Beerbaum teilte am Dienstag in einer Mitteilung mit: »Die Einstellung des Verfahrens durch die Staatsanwaltschaft ist eine Bestätigung für mich. Damit ist jetzt auch bewiesen, dass die Vorwürfe im RTL-Beitrag gegen mich und meinen Stall nicht zutreffend sind. Jetzt hoffe ich, dass die Disziplinarkommission der Deutschen Reiterlichen Vereinigung ebenso zu einer zeitnahen Entscheidung kommt.«

Beim Barren wird den Tieren beim Sprung über ein Hindernis eine Stange gegen die Beine geschlagen. Das verursacht beim Pferd Schmerzen. Erlaubt war Anfang des Jahres hingegen noch das Touchieren, bei der ein maximal drei Meter langes, nicht mehr als zwei Kilo schweres glattes Rundholz benutzt werden darf.

»Es genügt für ein strafwürdiges Verhalten nicht jede (kurzzeitige) Beeinträchtigung tierischen Wohlbefindens; diese Beeinträchtigung muss vielmehr nach Art und Dauer gewichtig (»erheblich«) sein«, teilte die Staatsanwaltschaft mit. Die Videosequenzen ließen der Staatsanwaltschaft zufolge einen entsprechenden Nachweis nicht zu.

Beerbaum hat die Vorwürfe immer bestritten

Der Reiter hatte schon nach Ausstrahlung des RTL-Beitrags die Anschuldigungen zurückgewiesen und geschrieben: »Der Beitrag von ›RTL extra‹ ist in vielen Punkten nachweislich falsch, verleumderisch und ehrverletzend.«

Beerbaum hatte zudem »eine umfangreiche Stellungnahme an die Deutsche Reiterliche Vereinigung (FN) geschickt«. Er sei zuversichtlich, dass sich der Verband nach Überprüfung dieser Ausführungen seiner »Meinung anschließt, es handelt sich bei den Aufnahmen um regelkonformes Touchieren, das eine zulässige Ausbildungsmethode darstellt«.

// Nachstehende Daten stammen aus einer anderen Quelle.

use anyhow::Result;
use chrono::{DateTime, Utc};
use serde::{Deserialize, Serialize};
use uuid::Uuid;

// ============================================================================
// Event Envelope
// ============================================================================
//
// Wraps a domain event with the metadata needed to store it next to the
// aggregate snapshot and to replay it later.
//
// ============================================================================

/// Generic event envelope
///
/// Type Parameter:
/// - `E`: the domain event type
#[derive(Serialize, Deserialize, Clone, Debug)]
#[serde(rename_all = "camelCase")]
pub struct EventEnvelope<E> {
    pub event_id: Uuid,
    pub aggregate_id: Uuid,
    pub sequence_number: i64,

    pub event_type: String,
    pub event_version: i32,

    pub event_data: E,

    /// Groups every event written by the same request
    pub correlation_id: Uuid,

    pub timestamp: DateTime<Utc>,
}

impl<E: DomainEvent> EventEnvelope<E> {
    pub fn new(aggregate_id: Uuid, sequence_number: i64, event_data: E, correlation_id: Uuid) -> Self {
        Self {
            event_id: Uuid::new_v4(),
            aggregate_id,
            sequence_number,
            event_type: event_data.event_type().to_string(),
            event_version: E::event_version(),
            event_data,
            correlation_id,
            timestamp: Utc::now(),
        }
    }
}

// ============================================================================
// Domain Event Trait
// ============================================================================

/// Implemented by every event type that can be wrapped in an envelope
pub trait DomainEvent: Serialize + for<'de> Deserialize<'de> + Clone + Send + Sync {
    /// Name of the concrete event, e.g. "OrderPlaced"
    fn event_type(&self) -> &'static str;

    fn event_version() -> i32
    where
        Self: Sized,
    {
        1
    }
}

// ============================================================================
// Event Serialization Helpers
// ============================================================================

pub fn serialize_event<E: Serialize>(event: &E) -> Result<String> {
    Ok(serde_json::to_string(event)?)
}

pub fn deserialize_event<E: for<'de> Deserialize<'de>>(json: &str) -> Result<E> {
    Ok(serde_json::from_str(json)?)
}
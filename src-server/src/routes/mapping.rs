use std::convert::Infallible;
use std::sync::Arc;

use axum::extract::{Path, State};
use axum::http::StatusCode;
use axum::response::sse::{Event, KeepAlive, Sse};
use axum::Json;
use futures_util::stream::{self, Stream};
use tokio::sync::broadcast::{self, error::RecvError};
use tracing::{debug, warn};

use controlmap::{
    BatchState, BatchStatus, JobProgressEvent, JobStatusView, MapRequest, MapResponse,
    MappingService,
};

use crate::error::ApiResult;
use crate::state::AppState;

/// POST /map. The batch runs in the background.
pub async fn start(
    State(state): State<AppState>,
    Json(request): Json<MapRequest>,
) -> ApiResult<(StatusCode, Json<MapResponse>)> {
    let response = state.service.start_batch(&request)?;
    Ok((StatusCode::ACCEPTED, Json(response)))
}

/// GET /batch/{batch_id}/status
pub async fn batch_status(
    State(state): State<AppState>,
    Path(batch_id): Path<String>,
) -> ApiResult<Json<BatchStatus>> {
    Ok(Json(state.service.batch_status(&batch_id)?))
}

/// POST /batch/{batch_id}/cancel
pub async fn cancel(
    State(state): State<AppState>,
    Path(batch_id): Path<String>,
) -> ApiResult<Json<BatchStatus>> {
    Ok(Json(state.service.cancel(&batch_id)?))
}

/// GET /status/{job_id}
pub async fn job_status(
    State(state): State<AppState>,
    Path(job_id): Path<String>,
) -> ApiResult<Json<JobStatusView>> {
    Ok(Json(state.service.job_status(&job_id)?))
}

/// Where an event stream is in its life.
enum Cursor {
    /// The `status` snapshot has not been sent yet.
    Snapshot(BatchStatus),
    Following,
    Done,
}

struct EventFeed {
    service: Arc<MappingService>,
    rx: broadcast::Receiver<JobProgressEvent>,
    batch_id: String,
    cursor: Cursor,
}

impl EventFeed {
    async fn next(mut self) -> Option<(Result<Event, Infallible>, Self)> {
        match std::mem::replace(&mut self.cursor, Cursor::Following) {
            Cursor::Done => None,
            Cursor::Snapshot(status) => {
                if status.status != BatchState::Running {
                    self.cursor = Cursor::Done;
                }
                let event = json_event("status", &status);
                Some((Ok(event), self))
            }
            Cursor::Following => loop {
                match self.rx.recv().await {
                    Ok(event) if event.batch_id == self.batch_id => {
                        if event.is_terminal() && !self.batch_running() {
                            self.cursor = Cursor::Done;
                        }
                        return Some((Ok(json_event("progress", &event)), self));
                    }
                    Ok(_) => continue,
                    Err(RecvError::Lagged(missed)) => {
                        // The missed updates may include the last terminal
                        // one, so resend the whole status instead.
                        warn!(batch_id = %self.batch_id, missed, "Event stream lagged");
                        let status = match self.service.batch_status(&self.batch_id) {
                            Ok(status) => status,
                            Err(e) => {
                                debug!("Ending event stream: {}", e);
                                return None;
                            }
                        };
                        if status.status != BatchState::Running {
                            self.cursor = Cursor::Done;
                        }
                        return Some((Ok(json_event("status", &status)), self));
                    }
                    Err(RecvError::Closed) => return None,
                }
            },
        }
    }

    fn batch_running(&self) -> bool {
        self.service
            .orchestrator()
            .store()
            .is_batch_active(&self.batch_id)
    }
}

fn json_event<T: serde::Serialize>(name: &'static str, payload: &T) -> Event {
    match Event::default().event(name).json_data(payload) {
        Ok(event) => event,
        Err(e) => {
            debug!("Failed to encode {} event: {}", name, e);
            Event::default().event(name)
        }
    }
}

/// GET /batch/{batch_id}/events
///
/// Sends one `status` snapshot, then a `progress` event per job update of
/// this batch. The stream ends after the batch's last job is terminal.
pub async fn events(
    State(state): State<AppState>,
    Path(batch_id): Path<String>,
) -> ApiResult<Sse<impl Stream<Item = Result<Event, Infallible>>>> {
    // Subscribe before the snapshot so no update falls between the two.
    let rx = state.service.subscribe();
    let snapshot = state.service.batch_status(&batch_id)?;

    let feed = EventFeed {
        service: state.service.clone(),
        rx,
        batch_id,
        cursor: Cursor::Snapshot(snapshot),
    };
    let stream = stream::unfold(feed, EventFeed::next);

    Ok(Sse::new(stream).keep_alive(KeepAlive::default()))
}
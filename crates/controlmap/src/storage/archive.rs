use std::io::{Cursor, Write};
use std::path::Path;

use tracing::info;
use zip::write::SimpleFileOptions;
use zip::ZipWriter;

use crate::error::{ArchiveError, ControlMapError, Result};
use crate::sanitize;
use crate::storage::FileStorage;
use crate::worker::job::{Batch, Job, JobStatus};

/// A ready-to-send ZIP of every completed job's outputs.
#[derive(Debug, Clone)]
pub struct BatchArchive {
    pub filename: String,
    pub bytes: Vec<u8>,
    pub entries: Vec<String>,
}

fn entry_name(path: &Path, job: &Job) -> Result<String> {
    path.file_name()
        .and_then(|n| n.to_str())
        .map(str::to_string)
        .ok_or_else(|| {
            ArchiveError::MissingArtifact {
                job_id: job.id.clone(),
                path: path.to_path_buf(),
            }
            .into()
        })
}

/// Packages the JSON and Excel outputs of each completed job.
///
/// Only valid once every job is terminal. Failed jobs contribute nothing,
/// and a batch without any completed job has no archive.
pub fn build_archive(batch: &Batch, jobs: &[Job], storage: &FileStorage) -> Result<BatchArchive> {
    if jobs.iter().any(|j| !j.status.is_terminal()) {
        return Err(ArchiveError::BatchRunning(batch.id.clone()).into());
    }

    let completed: Vec<&Job> = jobs
        .iter()
        .filter(|j| j.status == JobStatus::Completed)
        .collect();
    if completed.is_empty() {
        return Err(ArchiveError::NoCompletedJobs.into());
    }

    let mut zip = ZipWriter::new(Cursor::new(Vec::new()));
    let options = SimpleFileOptions::default().compression_method(zip::CompressionMethod::Deflated);
    let mut entries = Vec::with_capacity(completed.len() * 2);

    for job in completed {
        let Some(artifacts) = &job.artifacts else {
            return Err(ArchiveError::MissingArtifact {
                job_id: job.id.clone(),
                path: storage.output_directory().join(&job.id),
            }
            .into());
        };

        for path in [&artifacts.json, &artifacts.excel] {
            let name = entry_name(path, job)?;
            let content = storage.read(path).map_err(|_| ArchiveError::MissingArtifact {
                job_id: job.id.clone(),
                path: path.clone(),
            })?;

            let write_err = |e: &dyn std::fmt::Display| -> ControlMapError {
                ArchiveError::WriteEntry {
                    name: name.clone(),
                    message: e.to_string(),
                }
                .into()
            };
            zip.start_file(name.as_str(), options)
                .map_err(|e| write_err(&e))?;
            zip.write_all(&content).map_err(|e| write_err(&e))?;
            entries.push(name);
        }
    }

    let bytes = zip
        .finish()
        .map_err(|e| ArchiveError::WriteEntry {
            name: "archive".to_string(),
            message: e.to_string(),
        })?
        .into_inner();

    let filename = sanitize::archive_filename(&batch.framework_name);
    info!(
        batch_id = %batch.id,
        entries = entries.len(),
        size = bytes.len(),
        "Built batch archive"
    );

    Ok(BatchArchive {
        filename,
        bytes,
        entries,
    })
}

FN-Generalsekretär Soenke Lauterbach hatte hingegen gesagt, »dass Teile der dokumentierten Vorgänge eindeutig nicht unserer Beschreibung des Touchierens entsprechen«. Die leichte Berührung der Pferdebeine durch Gegenstände war beim Springen als Touchieren erlaubt gewesen, das stärkere Barren hingegen nicht.

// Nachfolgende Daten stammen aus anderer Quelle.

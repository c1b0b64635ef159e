use crate::error::StorageError;
use crate::mapping::xlsx::{write_workbook, Cell, Worksheet};
use crate::mapping::MappingOutput;

/// Renders a mapping into downloadable artifacts.
pub trait Exporter: Send + Sync {
    fn to_json(&self, mapping: &MappingOutput) -> Result<Vec<u8>, StorageError>;
    fn to_xlsx(&self, mapping: &MappingOutput) -> Result<Vec<u8>, StorageError>;
}

/// Pretty JSON plus a three sheet workbook: Summary, Requirements and
/// Check Mappings.
#[derive(Debug, Default, Clone, Copy)]
pub struct WorkbookExporter;

impl WorkbookExporter {
    pub fn new() -> Self {
        Self
    }
}

fn summary_sheet(mapping: &MappingOutput) -> Worksheet {
    let mut sheet = Worksheet::new("Summary").with_column_widths(&[20.0, 60.0]);
    let rows = [
        ("Framework", mapping.framework.clone()),
        ("Name", mapping.name.clone()),
        ("Version", mapping.version.clone().unwrap_or_default()),
        ("Provider", mapping.provider.clone()),
        ("Description", mapping.description.clone().unwrap_or_default()),
        ("Total Requirements", mapping.requirements.len().to_string()),
    ];
    for (label, value) in rows {
        sheet.push_row(vec![Cell::header(label), Cell::body(value)]);
    }
    sheet
}

fn requirements_sheet(mapping: &MappingOutput) -> Worksheet {
    let mut sheet = Worksheet::new("Requirements")
        .with_column_widths(&[15.0, 40.0, 50.0, 25.0, 25.0, 15.0, 50.0]);
    sheet.push_row(
        [
            "Control ID",
            "Name",
            "Description",
            "Section",
            "SubSection",
            "Service",
            "Checks",
        ]
        .into_iter()
        .map(Cell::header)
        .collect(),
    );

    for requirement in &mapping.requirements {
        // Only the first attribute block is shown.
        let attribute = requirement.attributes.first();
        sheet.push_row(vec![
            Cell::body(requirement.id.as_str()),
            Cell::body(requirement.name.as_str()),
            Cell::body(requirement.description.clone().unwrap_or_default()),
            Cell::body(attribute.map(|a| a.section.clone()).unwrap_or_default()),
            Cell::body(attribute.and_then(|a| a.sub_section.clone()).unwrap_or_default()),
            Cell::body(attribute.and_then(|a| a.service.clone()).unwrap_or_default()),
            Cell::body(requirement.checks.join(", ")),
        ]);
    }
    sheet
}

fn check_mappings_sheet(mapping: &MappingOutput) -> Worksheet {
    let mut sheet = Worksheet::new("Check Mappings").with_column_widths(&[15.0, 50.0, 40.0]);
    sheet.push_row(
        ["Control ID", "Control Name", "Check ID"]
            .into_iter()
            .map(Cell::header)
            .collect(),
    );

    for requirement in &mapping.requirements {
        for check in &requirement.checks {
            sheet.push_row(vec![
                Cell::body(requirement.id.as_str()),
                Cell::body(requirement.name.as_str()),
                Cell::body(check.as_str()),
            ]);
        }
    }
    sheet
}

impl Exporter for WorkbookExporter {
    fn to_json(&self, mapping: &MappingOutput) -> Result<Vec<u8>, StorageError> {
        serde_json::to_vec_pretty(mapping)
            .map_err(|e| StorageError::Encode(format!("failed to serialize mapping: {}", e)))
    }

    fn to_xlsx(&self, mapping: &MappingOutput) -> Result<Vec<u8>, StorageError> {
        write_workbook(&[
            summary_sheet(mapping),
            requirements_sheet(mapping),
            check_mappings_sheet(mapping),
        ])
    }
}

Der Fall führte zu einer Regeländerung

Das Verbandsverfahren gegen Beerbaum läuft noch. Die Staatsanwaltschaft prüfte nicht, ob Beerbaum sich einer unerlaubten Trainingsmethode bedient hatte. »Denn selbst wenn ein Regelverstoß vorliegen sollte, wäre dies nicht gleichbedeutend mit einer Straftatbegehung. Die Prüfung eventuell regelwidriger Trainingsmethoden obliegt der Deutschen Reiterlichen Vereinigung«, teilte die Staatsanwaltschaft mit.

Der Fall hatte eine breite Diskussion ausgelöst. Die FN beschloss im März, die umstrittene Trainingsmethode des Touchierens in Zukunft verbieten zu wollen. Damit folgte sie einer Empfehlung der Kommission für Ausbildungsmethoden.